No minuto que ouvi uma batida na porta, senti meu coração pular dentro do peito, lancei um olhar desesperador para Jade, que retribuiu o olhar, não tínhamos trocado uma palavra se quer desde o atentado, ela estava lá, eu lembro de ter visto seu rosto sujo de sangue enquanto olhava assustada para Thiago. Rafael fora o único com quem eu falei, quando acordei naquela manhã, ele me dizia ser necessário me dopar, eu não acreditava nisso, não podia obrigar uma pessoa a cessar o luto, ele não o fez com Thiago, mesmo que ele fez menos escândalo que eu.
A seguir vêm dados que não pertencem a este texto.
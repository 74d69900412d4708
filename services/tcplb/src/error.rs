//! Error types for the load balancer.

use std::io;
use std::path::PathBuf;

use thiserror::Error;

/// Per-connection failures. None of these are fatal to the process; the
/// client connection is closed and the balancer keeps serving.
#[derive(Debug, Error)]
pub enum ProxyError {
    /// The pool has no members at all.
    #[error("no servers configured")]
    NoServersConfigured,

    /// Round-robin found nothing alive and the recovery scan found nothing
    /// reachable either.
    #[error("no alive backend available")]
    NoAliveBackend,

    /// Every failover attempt dialed a backend that refused or timed out.
    #[error("all backend connection attempts failed ({attempts} attempts)")]
    AllAttemptsFailed { attempts: usize },

    /// TLS handshake with the client failed or timed out.
    #[error("client handshake failed: {0}")]
    Handshake(io::Error),
}

impl ProxyError {
    /// Short stable code used as a log field.
    pub fn reason_code(&self) -> &'static str {
        match self {
            ProxyError::NoServersConfigured => "no_servers_configured",
            ProxyError::NoAliveBackend => "no_alive_backend",
            ProxyError::AllAttemptsFailed { .. } => "all_attempts_failed",
            ProxyError::Handshake(_) => "handshake_failed",
        }
    }
}

/// Startup failures. These abort the process before any traffic is served.
#[derive(Debug, Error)]
pub enum SetupError {
    /// Could not read the configuration file.
    #[error("cannot read config file {path}: {source}")]
    ConfigRead {
        path: PathBuf,
        #[source]
        source: io::Error,
    },

    /// Configuration is not valid JSON or has the wrong shape.
    #[error("invalid config format: {0}")]
    ConfigParse(#[from] serde_json::Error),

    /// Configuration parsed but a value is out of range.
    #[error("invalid config: {0}")]
    ConfigInvalid(String),

    /// Certificate or key could not be loaded.
    #[error("tls setup failed for {path}: {detail}")]
    Tls { path: PathBuf, detail: String },

    /// Listener could not be bound.
    #[error("failed to bind {addr}: {source}")]
    Bind {
        addr: String,
        #[source]
        source: io::Error,
    },
}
Éramos os únicos mais próximos de Matheus em todo o instituto. Segui até a porta com passos receosos, mas quando abri, senti meu peito encolher, minha garganta começava a arder só de vê-lo ali parado em minha frente.
- Pensei em ir junto com você. – Marcos dizia com cautela, as mãos dentro do bolso de sua calça preta estavam contraídas, eu podia perceber seu incômodo em ver o meu olhar, em sua íris eu enxergava como um espelho, minha expressão abatida, o olhar caído e as olheiras que eu não quis cobri-las, como Jade havia feito com si mesma. – Te dar um apoio. – Marcos disse novamente, como se eu tivesse paralisada em sua frente a muito tempo, pisquei os olhos algumas vezes, afastando o ardor que me atingiu naquele momento, estendi a mão para ele, que apenas entrelaçou nossos dedos e me puxou, Jade veio logo atrás, fechando a porta enquanto seguíamos juntos.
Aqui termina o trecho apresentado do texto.